C. Does the mandatory section 17(1) exemption apply to the records?

[36] In its representations, the affected party submitted that it has no objection to the disclosure of Records 2.18, 2.25, 2.47, 2.48, 2.49, 2.80, 2.90, 2.91, 2.97 and 2.98. The university has provided representations on the application of section 17(1) to these records, while the University of Toronto submits that section 17(1) applies to exempt Records 2.80, 2.97, and 2.98. Section 17(1) states, in part:

A head shall refuse to disclose a record that reveals a trade secret or scientific, technical, commercial, financial or labour relations information, supplied in confidence implicitly or explicitly, where the disclosure could reasonably be expected to,

(a) prejudice significantly the competitive position or interfere significantly with the contractual or other negotiations of a person, group of persons, or organization;

(b) result in similar information no longer being supplied to the institution where it is in the public interest that similar information continue to be so supplied;

(c) result in undue loss or gain to any person, group, committee or financial institution or agency.

[37] Section 17(1) is designed to protect the confidential informational assets of businesses or other organizations that provide information to government institutions.13 Although one of the central purposes of the Act  is to shed light on the operations of government, section 17(1) serves to limit disclosure of confidential information of third parties that could be exploited by a competitor in the marketplace.14

[38] For section 17(1) to apply, the institution and/or the third party must satisfy each part of the following three-part test:

  1. 1. the record must reveal information that is a trade secret or scientific, technical, commercial, financial or labour relations information; and
  2. 2. the information must have been supplied to the institution in confidence, either implicitly or explicitly; and
  3. 3. the prospect of disclosure of the record must give rise to a reasonable expectation that one of the harms specified in paragraph (a), (b), (c) and/or (d) of section 17(1) will occur.

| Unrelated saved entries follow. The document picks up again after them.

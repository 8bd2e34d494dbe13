//! Server configuration
//!
//! Defines the configurable parameters of the dashboard server: where it
//! listens, how it reaches the analysis model, and how much it accepts per
//! upload.

use std::time::Duration;

use sentinel_client::{DEFAULT_BASE_URL, DEFAULT_MODEL};

/// Server configuration
#[derive(Debug, Clone)]
pub struct Config {
    /// Address the HTTP server binds to
    pub bind_addr: String,

    /// API key for the analysis model; empty means analysis calls fail
    pub api_key: String,

    /// Analysis model name
    pub model: String,

    /// Base URL of the model API
    pub api_base_url: String,

    /// Largest accepted request body, in bytes
    pub max_upload_bytes: usize,

    /// Number of pipeline-output lines kept
    pub log_capacity: usize,

    /// Optional limit on the analysis call; none by default
    pub analysis_timeout: Option<Duration>,
}

impl Config {
    /// Creates a new configuration with defaults
    pub fn new(api_key: String) -> Self {
        Self {
            bind_addr: "0.0.0.0:8080".to_string(),
            api_key,
            model: DEFAULT_MODEL.to_string(),
            api_base_url: DEFAULT_BASE_URL.to_string(),
            max_upload_bytes: 25 * 1024 * 1024,
            log_capacity: 10,
            analysis_timeout: None,
        }
    }

    /// Creates configuration from environment variables
    ///
    /// Recognised environment variables:
    /// - GEMINI_API_KEY or API_KEY (optional, analysis fails without it)
    /// - SENTINEL_BIND_ADDR (optional, default: 0.0.0.0:8080)
    /// - SENTINEL_MODEL (optional, default: gemini-3-pro-preview)
    /// - GEMINI_BASE_URL (optional)
    /// - SENTINEL_MAX_UPLOAD_MB (optional, default: 25)
    /// - SENTINEL_LOG_CAPACITY (optional, default: 10)
    /// - SENTINEL_ANALYSIS_TIMEOUT (optional, seconds, default: unlimited)
    pub fn from_env() -> Self {
        Self::from_lookup(|key| std::env::var(key).ok())
    }

    /// Creates configuration from an arbitrary key lookup
    pub fn from_lookup(lookup: impl Fn(&str) -> Option<String>) -> Self {
        let api_key = lookup("GEMINI_API_KEY")
            .or_else(|| lookup("API_KEY"))
            .unwrap_or_default();

        let mut config = Self::new(api_key.trim().to_string());

        if let Some(addr) = lookup("SENTINEL_BIND_ADDR") {
            config.bind_addr = addr;
        }

        if let Some(model) = lookup("SENTINEL_MODEL") {
            config.model = model;
        }

        if let Some(url) = lookup("GEMINI_BASE_URL") {
            config.api_base_url = url;
        }

        if let Some(mb) = lookup("SENTINEL_MAX_UPLOAD_MB").and_then(|s| s.parse::<usize>().ok()) {
            config.max_upload_bytes = mb * 1024 * 1024;
        }

        if let Some(capacity) = lookup("SENTINEL_LOG_CAPACITY").and_then(|s| s.parse::<usize>().ok())
        {
            config.log_capacity = capacity;
        }

        config.analysis_timeout = lookup("SENTINEL_ANALYSIS_TIMEOUT")
            .and_then(|s| s.parse::<u64>().ok())
            .map(Duration::from_secs);

        config
    }

    /// Validates the configuration
    pub fn validate(&self) -> anyhow::Result<()> {
        if self.bind_addr.is_empty() {
            anyhow::bail!("bind_addr cannot be empty");
        }

        if self.model.is_empty() {
            anyhow::bail!("model cannot be empty");
        }

        if !self.api_base_url.starts_with("http://") && !self.api_base_url.starts_with("https://")
        {
            anyhow::bail!("api_base_url must start with http:// or https://");
        }

        if self.max_upload_bytes == 0 {
            anyhow::bail!("max_upload_bytes must be greater than 0");
        }

        if self.log_capacity == 0 {
            anyhow::bail!("log_capacity must be greater than 0");
        }

        if self.analysis_timeout.is_some_and(|t| t.is_zero()) {
            anyhow::bail!("analysis_timeout must be greater than 0");
        }

        Ok(())
    }
}

impl Default for Config {
    fn default() -> Self {
        Self::new(String::new())
    }
}

#[cfg(test)]
mod tests {
    use super::*;
    use std::collections::HashMap;

    fn lookup_from(pairs: &[(&str, &str)]) -> impl Fn(&str) -> Option<String> {
        let map: HashMap<String, String> = pairs
            .iter()
            .map(|(k, v)| (k.to_string(), v.to_string()))
            .collect();
        move |key| map.get(key).cloned()
    }

    #[test]
    fn test_default_config() {
        let config = Config::default();
        assert_eq!(config.bind_addr, "0.0.0.0:8080");
        assert_eq!(config.model, DEFAULT_MODEL);
        assert_eq!(config.log_capacity, 10);
        assert!(config.analysis_timeout.is_none());
        assert!(config.validate().is_ok());
    }

    #[test]
    fn test_from_lookup_overrides() {
        let config = Config::from_lookup(lookup_from(&[
            ("API_KEY", "fallback"),
            ("SENTINEL_BIND_ADDR", "127.0.0.1:9000"),
            ("SENTINEL_MAX_UPLOAD_MB", "5"),
            ("SENTINEL_ANALYSIS_TIMEOUT", "90"),
            ("SENTINEL_LOG_CAPACITY", "not-a-number"),
        ]));

        assert_eq!(config.api_key, "fallback");
        assert_eq!(config.bind_addr, "127.0.0.1:9000");
        assert_eq!(config.max_upload_bytes, 5 * 1024 * 1024);
        assert_eq!(config.analysis_timeout, Some(Duration::from_secs(90)));
        assert_eq!(config.log_capacity, 10);
    }

    #[test]
    fn test_gemini_key_takes_precedence() {
        let config = Config::from_lookup(lookup_from(&[
            ("GEMINI_API_KEY", " primary "),
            ("API_KEY", "fallback"),
        ]));
        assert_eq!(config.api_key, "primary");
    }

    #[test]
    fn test_config_validation() {
        let mut config = Config::default();
        assert!(config.validate().is_ok());

        config.api_base_url = "generativelanguage.googleapis.com".to_string();
        assert!(config.validate().is_err());
        config.api_base_url = DEFAULT_BASE_URL.to_string();

        config.log_capacity = 0;
        assert!(config.validate().is_err());
        config.log_capacity = 10;

        config.analysis_timeout = Some(Duration::ZERO);
        assert!(config.validate().is_err());
    }
}
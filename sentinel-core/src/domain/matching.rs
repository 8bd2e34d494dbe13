//! Match result domain types
//!
//! Match results are produced entirely by the external analysis service. The
//! wire names follow the response schema requested from the model, hence the
//! camelCase renaming.

use serde::{Deserialize, Deserializer, Serialize};
use std::fmt;
use std::str::FromStr;

use crate::domain::snapshot::Snapshot;

/// Comparison record for one entry/exit vehicle pair
#[derive(Debug, Clone, PartialEq, Serialize, Deserialize)]
#[serde(rename_all = "camelCase")]
pub struct MatchResult {
    pub id: String,
    pub entry_snapshot_id: String,
    pub exit_snapshot_id: String,
    pub vehicle_similarity: f64,
    pub driver_similarity: f64,
    pub overall_score: f64,
    pub is_match: bool,
    pub status: MatchStatus,
    #[serde(default, skip_serializing_if = "Option::is_none")]
    pub reason: Option<String>,
}

impl MatchResult {
    /// Clamp all scores into `[0.0, 1.0]`, mapping non-finite values to zero
    pub fn normalized(mut self) -> Self {
        self.vehicle_similarity = clamp_score(self.vehicle_similarity);
        self.driver_similarity = clamp_score(self.driver_similarity);
        self.overall_score = clamp_score(self.overall_score);
        self.reason = self.reason.filter(|r| !r.trim().is_empty());
        self
    }

    pub fn is_mismatch(&self) -> bool {
        self.status == MatchStatus::Mismatch
    }
}

fn clamp_score(value: f64) -> f64 {
    if value.is_finite() {
        value.clamp(0.0, 1.0)
    } else {
        0.0
    }
}

/// Verdict attached to a match result
#[derive(Debug, Clone, Copy, PartialEq, Eq, Hash, Serialize)]
#[serde(rename_all = "SCREAMING_SNAKE_CASE")]
pub enum MatchStatus {
    Verified,
    Mismatch,
    Unknown,
}

impl MatchStatus {
    pub fn as_str(&self) -> &'static str {
        match self {
            MatchStatus::Verified => "VERIFIED",
            MatchStatus::Mismatch => "MISMATCH",
            MatchStatus::Unknown => "UNKNOWN",
        }
    }
}

impl fmt::Display for MatchStatus {
    fn fmt(&self, f: &mut fmt::Formatter<'_>) -> fmt::Result {
        f.write_str(self.as_str())
    }
}

impl FromStr for MatchStatus {
    type Err = std::convert::Infallible;

    /// Case-insensitive; anything unrecognised is `Unknown`
    fn from_str(s: &str) -> Result<Self, Self::Err> {
        Ok(match s.trim().to_ascii_uppercase().as_str() {
            "VERIFIED" => MatchStatus::Verified,
            "MISMATCH" => MatchStatus::Mismatch,
            _ => MatchStatus::Unknown,
        })
    }
}

impl<'de> Deserialize<'de> for MatchStatus {
    fn deserialize<D: Deserializer<'de>>(deserializer: D) -> Result<Self, D::Error> {
        let raw = String::deserialize(deserializer)?;
        Ok(raw.parse().unwrap_or(MatchStatus::Unknown))
    }
}

/// Pick the entry and exit snapshots displayed next to a match result
///
/// A snapshot is chosen when its id equals the id returned by the model, or
/// when its image URL contains that id. Otherwise the first snapshot of the
/// batch stands in. Returns `None` only if either batch is empty.
pub fn resolve_pair<'a>(
    result: &MatchResult,
    entry: &'a [Snapshot],
    exit: &'a [Snapshot],
) -> Option<(&'a Snapshot, &'a Snapshot)> {
    let entry_snapshot = find_snapshot(entry, &result.entry_snapshot_id)?;
    let exit_snapshot = find_snapshot(exit, &result.exit_snapshot_id)?;
    Some((entry_snapshot, exit_snapshot))
}

fn find_snapshot<'a>(batch: &'a [Snapshot], id: &str) -> Option<&'a Snapshot> {
    let id = id.trim();
    if !id.is_empty() {
        if let Some(found) = batch.iter().find(|s| s.id == id) {
            return Some(found);
        }
        if let Some(found) = batch.iter().find(|s| s.image_url.contains(id)) {
            return Some(found);
        }
    }
    batch.first()
}

#[cfg(test)]
mod tests {
    use super::*;

    fn sample_result() -> MatchResult {
        MatchResult {
            id: "m-1".to_string(),
            entry_snapshot_id: "a".to_string(),
            exit_snapshot_id: "b".to_string(),
            vehicle_similarity: 0.9,
            driver_similarity: 0.4,
            overall_score: 0.7,
            is_match: false,
            status: MatchStatus::Mismatch,
            reason: None,
        }
    }

    fn snapshot(id: &str) -> Snapshot {
        let mut s = Snapshot::from_image(b"img", "image/jpeg", None);
        s.id = id.to_string();
        s
    }

    #[test]
    fn test_deserialize_model_output() {
        let json = r#"{
            "id": "pair-7",
            "entrySnapshotId": "e1",
            "exitSnapshotId": "x1",
            "vehicleSimilarity": 0.93,
            "driverSimilarity": 0.31,
            "overallScore": 0.68,
            "isMatch": false,
            "status": "MISMATCH",
            "reason": "Different driver"
        }"#;

        let result: MatchResult = serde_json::from_str(json).unwrap();
        assert_eq!(result.status, MatchStatus::Mismatch);
        assert_eq!(result.entry_snapshot_id, "e1");
        assert_eq!(result.reason.as_deref(), Some("Different driver"));
    }

    #[test]
    fn test_status_parsing_is_lenient() {
        let status: MatchStatus = serde_json::from_str(r#""verified""#).unwrap();
        assert_eq!(status, MatchStatus::Verified);

        let status: MatchStatus = serde_json::from_str(r#""POSSIBLE_MATCH""#).unwrap();
        assert_eq!(status, MatchStatus::Unknown);

        assert_eq!(
            serde_json::to_string(&MatchStatus::Mismatch).unwrap(),
            r#""MISMATCH""#
        );
    }

    #[test]
    fn test_normalized_clamps_scores() {
        let mut result = sample_result();
        result.vehicle_similarity = 1.7;
        result.driver_similarity = -0.2;
        result.overall_score = f64::NAN;
        result.reason = Some("  ".to_string());

        let result = result.normalized();
        assert_eq!(result.vehicle_similarity, 1.0);
        assert_eq!(result.driver_similarity, 0.0);
        assert_eq!(result.overall_score, 0.0);
        assert!(result.reason.is_none());
    }

    #[test]
    fn test_resolve_pair_by_id() {
        let entry = vec![snapshot("z"), snapshot("a")];
        let exit = vec![snapshot("y"), snapshot("b")];

        let (e, x) = resolve_pair(&sample_result(), &entry, &exit).unwrap();
        assert_eq!(e.id, "a");
        assert_eq!(x.id, "b");
    }

    #[test]
    fn test_resolve_pair_falls_back_to_first() {
        let entry = vec![snapshot("z"), snapshot("q")];
        let exit = vec![snapshot("y")];
        let mut result = sample_result();
        result.entry_snapshot_id = "ENTRY_1".to_string();
        result.exit_snapshot_id = String::new();

        let (e, x) = resolve_pair(&result, &entry, &exit).unwrap();
        assert_eq!(e.id, "z");
        assert_eq!(x.id, "y");
    }

    #[test]
    fn test_resolve_pair_needs_both_batches() {
        let entry = vec![snapshot("a")];
        assert!(resolve_pair(&sample_result(), &entry, &[]).is_none());
    }
}
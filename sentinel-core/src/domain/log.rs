//! Log domain types

use serde::{Deserialize, Serialize};

/// A line of pipeline output shown to the operator
#[derive(Debug, Clone, Serialize, Deserialize)]
pub struct LogEntry {
    pub timestamp: chrono::DateTime<chrono::Utc>,
    pub level: LogLevel,
    pub message: String,
}

#[derive(Debug, Clone, Copy, PartialEq, Eq, Serialize, Deserialize)]
pub enum LogLevel {
    Debug,
    Info,
    Warning,
    Error,
}

impl LogEntry {
    /// Create an entry stamped with the current time
    pub fn now(level: LogLevel, message: impl Into<String>) -> Self {
        Self {
            timestamp: chrono::Utc::now(),
            level,
            message: message.into(),
        }
    }

    pub fn info(message: impl Into<String>) -> Self {
        Self::now(LogLevel::Info, message)
    }

    pub fn error(message: impl Into<String>) -> Self {
        Self::now(LogLevel::Error, message)
    }

    /// Render as `[HH:MM:SS] message`
    pub fn display_line(&self) -> String {
        format!("[{}] {}", self.timestamp.format("%H:%M:%S"), self.message)
    }
}

#[cfg(test)]
mod tests {
    use super::*;
    use chrono::TimeZone;

    #[test]
    fn test_display_line_uses_clock_time() {
        let entry = LogEntry {
            timestamp: chrono::Utc.with_ymd_and_hms(2024, 3, 9, 14, 5, 7).unwrap(),
            level: LogLevel::Info,
            message: "Uploaded 2 entry snapshots.".to_string(),
        };

        assert_eq!(entry.display_line(), "[14:05:07] Uploaded 2 entry snapshots.");
    }
}
//! Analysis command handlers

use std::path::Path;

use anyhow::{Result, bail};
use colored::*;
use sentinel_core::domain::matching::{MatchResult, MatchStatus};
use sentinel_core::domain::session::Checkpoint;
use sentinel_core::domain::stats::SystemStats;
use sentinel_core::dto::session::AnalysisReport;

use super::session::print_stats;
use super::snapshot::{expand_paths, read_images};
use crate::api::ApiClient;

/// Run the analysis and print the report
pub async fn analyze(client: &ApiClient) -> Result<()> {
    println!("{}", "Running analysis...".dimmed());
    let report = client.run_analysis().await?;
    print_report(&report);
    Ok(())
}

/// Print results of the last analysis
pub async fn results(client: &ApiClient) -> Result<()> {
    let results = client.results().await?;

    if results.is_empty() {
        println!("{}", "No analysis results.".yellow());
        return Ok(());
    }

    print_results(&results);
    Ok(())
}

/// Clear, upload both batches, analyze and report
pub async fn audit(client: &ApiClient, entry: &Path, exit: &Path, keep: bool) -> Result<()> {
    if !keep {
        client.clear().await?;
        println!("{} Session cleared", "✓".green());
    }

    for (checkpoint, path) in [(Checkpoint::Entry, entry), (Checkpoint::Exit, exit)] {
        let files = expand_paths(&[path.to_path_buf()])?;
        if files.is_empty() {
            bail!("No images found for {} in {}", checkpoint, path.display());
        }

        let images = read_images(&files).await?;
        let summary = client.upload_snapshots(checkpoint, images).await?;
        println!(
            "{} Uploaded {} {} snapshot(s)",
            "✓".green(),
            summary.staged,
            checkpoint
        );
    }

    analyze(client).await
}

fn print_report(report: &AnalysisReport) {
    println!(
        "{} Analysis {}: {} pair(s) processed",
        "✓".green(),
        report.status,
        report.results.len()
    );
    println!();

    if report.results.is_empty() {
        println!("{}", "Anomaly in AI Detection: no vehicles could be correlated.".red());
    } else {
        print_results(&report.results);
    }

    println!();
    print_stats(&report.stats);
    print_verdict(&report.stats);
}

fn print_results(results: &[MatchResult]) {
    println!("{}", "─".repeat(80).dimmed());
    for result in results {
        print_match(result);
    }
    println!("{}", "─".repeat(80).dimmed());
}

fn print_match(result: &MatchResult) {
    let headline = if result.is_mismatch() {
        "Security Breach Detected".red().bold()
    } else {
        "Identity Verified".green().bold()
    };

    println!(
        "  {} {} {} [{}]",
        "▸".cyan(),
        result.id.to_uppercase().dimmed(),
        headline,
        colorize_status(result.status)
    );
    println!(
        "    Entry {} → Exit {}",
        result.entry_snapshot_id.dimmed(),
        result.exit_snapshot_id.dimmed()
    );
    println!(
        "    Vehicle: {}  Driver: {}  Overall: {}",
        percent(result.vehicle_similarity),
        colorize_driver(result.driver_similarity),
        percent(result.overall_score)
    );
    if let Some(reason) = &result.reason {
        println!("    Analysis: {}", reason);
    }
    println!();
}

fn print_verdict(stats: &SystemStats) {
    if stats.mismatches_detected > 0 {
        println!(
            "{}",
            format!("⚠ {} theft alert(s) raised", stats.mismatches_detected)
                .red()
                .bold()
        );
    } else {
        println!("{}", "No theft alerts".green());
    }
}

/// Whole-number percentage
fn percent(score: f64) -> String {
    // halves round up, unlike `{:.0}`
    format!("{}%", (score * 100.0).round())
}

fn colorize_driver(score: f64) -> ColoredString {
    if score < 0.6 {
        percent(score).red()
    } else {
        percent(score).green()
    }
}

fn colorize_status(status: MatchStatus) -> ColoredString {
    match status {
        MatchStatus::Verified => status.as_str().green(),
        MatchStatus::Mismatch => status.as_str().red(),
        MatchStatus::Unknown => status.as_str().yellow(),
    }
}
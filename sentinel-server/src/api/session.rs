//! Session API Handlers

use axum::{Json, extract::State, http::StatusCode};
use sentinel_core::domain::log::LogEntry;
use sentinel_core::domain::stats::SystemStats;
use sentinel_core::dto::session::SessionSummary;

use crate::service::session_service;
use crate::state::AppState;

/// GET /api/session
pub async fn get_session(State(state): State<AppState>) -> Json<SessionSummary> {
    Json(session_service::summary(&state.store).await)
}

/// DELETE /api/session
/// Reset the session to idle
pub async fn clear_session(State(state): State<AppState>) -> StatusCode {
    session_service::clear(&state.store).await;
    StatusCode::NO_CONTENT
}

/// GET /api/stats
pub async fn get_stats(State(state): State<AppState>) -> Json<SystemStats> {
    Json(session_service::stats(&state.store).await)
}

/// GET /api/logs
/// Pipeline output, newest first
pub async fn get_logs(State(state): State<AppState>) -> Json<Vec<LogEntry>> {
    Json(session_service::logs(&state.store).await)
}
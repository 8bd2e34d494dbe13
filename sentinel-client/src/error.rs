//! Error types for the analysis client

use sentinel_core::DataUrlError;
use thiserror::Error;

/// Result type alias for client operations
pub type Result<T> = std::result::Result<T, ClientError>;

/// Errors that can occur while asking the model for an analysis
#[derive(Debug, Error)]
pub enum ClientError {
    /// HTTP request failed
    #[error("HTTP request failed: {0}")]
    RequestFailed(#[from] reqwest::Error),

    /// API returned an error status code
    #[error("API error (status {status}): {message}")]
    ApiError {
        /// HTTP status code
        status: u16,
        /// Error message from the API
        message: String,
    },

    /// Failed to parse response
    #[error("Failed to parse response: {0}")]
    ParseError(String),

    /// Invalid request
    #[error("Invalid request: {0}")]
    InvalidRequest(String),

    /// No API key configured
    #[error("No API key configured for the analysis model")]
    MissingApiKey,
}

impl ClientError {
    /// Create an API error from status code and message
    pub fn api_error(status: u16, message: impl Into<String>) -> Self {
        Self::ApiError {
            status,
            message: message.into(),
        }
    }

    /// Check if this error is a client error (4xx status)
    pub fn is_client_error(&self) -> bool {
        matches!(self, Self::ApiError { status, .. } if *status >= 400 && *status < 500)
    }

    /// Check if this error is a server error (5xx status)
    pub fn is_server_error(&self) -> bool {
        matches!(self, Self::ApiError { status, .. } if *status >= 500)
    }
}

impl From<DataUrlError> for ClientError {
    fn from(err: DataUrlError) -> Self {
        Self::InvalidRequest(format!("snapshot image is not a usable data URL: {}", err))
    }
}
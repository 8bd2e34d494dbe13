//! Sentinel Core
//!
//! Core types and abstractions for the Sentinel vehicle identity verification
//! dashboard.
//!
//! This crate contains:
//! - Domain types: snapshots, match results, session status, statistics
//! - DTOs: payloads exchanged between the dashboard server and its clients
//! - Data URL encoding used to inline images into analysis requests

pub mod data_url;
pub mod domain;
pub mod dto;

pub use data_url::{DataUrl, DataUrlError};
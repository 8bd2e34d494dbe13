//! Stat card

use super::escape;

/// Direction and size of a percentage trend
#[derive(Debug, Clone, Copy, PartialEq, Eq)]
pub struct Trend {
    pub value: u32,
    pub is_up: bool,
}

impl Trend {
    pub fn up(value: u32) -> Self {
        Self { value, is_up: true }
    }

    pub fn down(value: u32) -> Self {
        Self { value, is_up: false }
    }

    /// `+N%` or `-N%`
    pub fn label(&self) -> String {
        format!("{}{}%", if self.is_up { '+' } else { '-' }, self.value)
    }
}

#[derive(Debug, Clone)]
pub struct StatCard {
    pub label: String,
    pub value: String,
    pub icon: &'static str,
    pub trend: Option<Trend>,
}

impl StatCard {
    pub fn new(label: impl Into<String>, value: impl ToString, icon: &'static str) -> Self {
        Self {
            label: label.into(),
            value: value.to_string(),
            icon,
            trend: None,
        }
    }

    pub fn with_trend(mut self, trend: Trend) -> Self {
        self.trend = Some(trend);
        self
    }

    pub fn render(&self) -> String {
        let trend = self
            .trend
            .map(|t| {
                format!(
                    r#"<span class="trend {}">{}</span>"#,
                    if t.is_up { "up" } else { "down" },
                    t.label()
                )
            })
            .unwrap_or_default();

        format!(
            r#"<div class="stat"><div class="stat-head"><span>{}</span><span>{}</span></div><p class="stat-value">{}{}</p></div>"#,
            escape(&self.label),
            escape(self.icon),
            escape(&self.value),
            trend
        )
    }
}
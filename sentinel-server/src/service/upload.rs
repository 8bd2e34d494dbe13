//! Upload Service
//!
//! Turns uploaded files into snapshots.

use sentinel_core::data_url::sniff_image_mime;
use sentinel_core::domain::snapshot::Snapshot;

use crate::service::session::SessionError;

/// A file received from an upload form
#[derive(Debug, Clone)]
pub struct UploadedFile {
    pub file_name: Option<String>,
    pub content_type: Option<String>,
    pub bytes: Vec<u8>,
}

impl UploadedFile {
    fn display_name(&self) -> &str {
        self.file_name.as_deref().unwrap_or("<unnamed>")
    }
}

/// Convert uploaded files into snapshots
///
/// Empty parts (a form submitted without a file) are skipped. Anything that is
/// not recognisably an image rejects the whole batch.
pub fn into_snapshots(files: Vec<UploadedFile>) -> Result<Vec<Snapshot>, SessionError> {
    files
        .into_iter()
        .filter(|f| !f.bytes.is_empty())
        .map(|file| {
            let mime_type = image_mime_type(&file).ok_or_else(|| {
                SessionError::ValidationError(format!(
                    "File '{}' is not a supported image",
                    file.display_name()
                ))
            })?;
            Ok(Snapshot::from_image(&file.bytes, &mime_type, file.file_name))
        })
        .collect()
}

/// Magic bytes win; a declared `image/*` type is trusted otherwise
fn image_mime_type(file: &UploadedFile) -> Option<String> {
    if let Some(mime) = sniff_image_mime(&file.bytes) {
        return Some(mime.to_string());
    }

    file.content_type
        .as_deref()
        .map(|ct| ct.split(';').next().unwrap_or(ct).trim().to_ascii_lowercase())
        .filter(|ct| ct.starts_with("image/"))
}
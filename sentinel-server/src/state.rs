//! Shared application state

use sentinel_client::TrafficAnalyzer;
use std::sync::Arc;

use crate::repository::session_repository::SessionStore;

#[derive(Clone)]
pub struct AppState {
    pub store: SessionStore,
    pub analyzer: Arc<dyn TrafficAnalyzer>,
}

impl AppState {
    pub fn new(store: SessionStore, analyzer: Arc<dyn TrafficAnalyzer>) -> Self {
        Self { store, analyzer }
    }
}
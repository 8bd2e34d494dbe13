//! Commands module
//!
//! Defines all CLI commands and their handlers.

mod analysis;
mod session;
mod snapshot;

use std::path::PathBuf;

use anyhow::Result;
use clap::Subcommand;
use sentinel_core::domain::session::Checkpoint;

use crate::api::ApiClient;
use crate::config::Config;

/// Top-level CLI commands
#[derive(Subcommand)]
pub enum Commands {
    /// Upload images to a checkpoint (directories expand to their images)
    Upload {
        /// entry or exit
        #[arg(value_parser = parse_checkpoint)]
        checkpoint: Checkpoint,

        /// Image files or directories
        #[arg(required = true)]
        paths: Vec<PathBuf>,
    },
    /// List snapshots staged on a checkpoint
    Snapshots {
        /// entry or exit
        #[arg(value_parser = parse_checkpoint)]
        checkpoint: Checkpoint,
    },
    /// Run the analysis on the staged snapshots
    Analyze,
    /// Show results of the last analysis
    Results,
    /// Show session statistics
    Stats,
    /// Show pipeline output
    Logs,
    /// Show session status
    Status,
    /// Clear the session
    Clear,
    /// Clear, upload both batches, analyze and print the report
    Audit {
        /// Directory or file with entry captures
        #[arg(long)]
        entry: PathBuf,

        /// Directory or file with exit captures
        #[arg(long)]
        exit: PathBuf,

        /// Keep the current session instead of clearing it first
        #[arg(long)]
        keep: bool,
    },
}

fn parse_checkpoint(raw: &str) -> std::result::Result<Checkpoint, String> {
    raw.parse()
}

/// Handle a CLI command
///
/// Routes the command to the appropriate handler module.
pub async fn handle_command(command: Commands, config: &Config) -> Result<()> {
    let client = ApiClient::new(&config.server_url);

    match command {
        Commands::Upload { checkpoint, paths } => {
            snapshot::upload(&client, checkpoint, &paths).await
        }
        Commands::Snapshots { checkpoint } => snapshot::list(&client, checkpoint).await,
        Commands::Analyze => analysis::analyze(&client).await,
        Commands::Results => analysis::results(&client).await,
        Commands::Stats => session::stats(&client).await,
        Commands::Logs => session::logs(&client).await,
        Commands::Status => session::status(&client).await,
        Commands::Clear => session::clear(&client).await,
        Commands::Audit { entry, exit, keep } => {
            analysis::audit(&client, &entry, &exit, keep).await
        }
    }
}
//! API Module
//!
//! HTTP layer: the dashboard page with its form actions, and the JSON API.

pub mod analysis;
pub mod dashboard;
pub mod error;
pub mod health;
pub mod session;
pub mod snapshot;

use axum::{
    Router,
    extract::DefaultBodyLimit,
    routing::{get, post},
};
use tower_http::{cors::CorsLayer, trace::TraceLayer};

use crate::state::AppState;

/// Create the main router with all endpoints
pub fn create_router(state: AppState, max_upload_bytes: usize) -> Router {
    Router::new()
        // Health check
        .route("/health", get(health::health_check))
        // Dashboard
        .route("/", get(dashboard::index))
        .route("/dashboard/upload/{checkpoint}", post(dashboard::upload))
        .route("/dashboard/analyze", post(dashboard::analyze))
        .route("/dashboard/clear", post(dashboard::clear))
        // Snapshot endpoints
        .route(
            "/api/snapshots/{checkpoint}",
            post(snapshot::upload_snapshots).get(snapshot::list_snapshots),
        )
        // Analysis endpoints
        .route("/api/analysis", post(analysis::run_analysis))
        .route("/api/results", get(analysis::list_results))
        // Session endpoints
        .route("/api/stats", get(session::get_stats))
        .route("/api/logs", get(session::get_logs))
        .route(
            "/api/session",
            get(session::get_session).delete(session::clear_session),
        )
        // Add state and middleware
        .with_state(state)
        .layer(DefaultBodyLimit::max(max_upload_bytes))
        .layer(CorsLayer::permissive())
        .layer(TraceLayer::new_for_http())
}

Part 1: type of information

[39] The university and the University of Toronto submit that the emails contain commercial and technical information. The types of information listed in section 17(1) have been discussed in prior orders:

Technical information is information belonging to an organized field of knowledge that would fall under the general categories of applied sciences or mechanical arts. Examples of these fields include architecture, engineering or electronics. While it is difficult to define technical information in a precise fashion, it will usually involve information prepared by a professional in the field and describe the construction, operation or maintenance of a structure, process, equipment or thing.15

Commercial information is information that relates solely to the buying, selling or exchange of merchandise or services. This term can apply to both profit-making enterprises and non-profit organizations, and has equal application to both large and small enterprises.16 The fact that a record might have monetary value or potential monetary value does not necessarily mean that the record itself contains commercial information.17

[40] The university submits that the emails contain commercial and technical information relating to the obligation by the universities to develop a survey methodology.

[41] I find that Records 2.18, 2.25, 2.47, 2.48, 2.49, 2.80, 2.90, 2.91, 2.97 and 2.98 consist of emails between the affected party, the university and the University of Toronto. I further find that these emails relate to the development of a survey methodology and the abilities of the university and the University of Toronto’s computer systems to provide the necessary information. I accept that the records contain technical and commercial information for the purposes of section 17(1) as they relate to the development of a survey methodology for the commercial agreement between the university, the University of Toronto and the affected party. Accordingly, part 1 of the test has been met by the parties.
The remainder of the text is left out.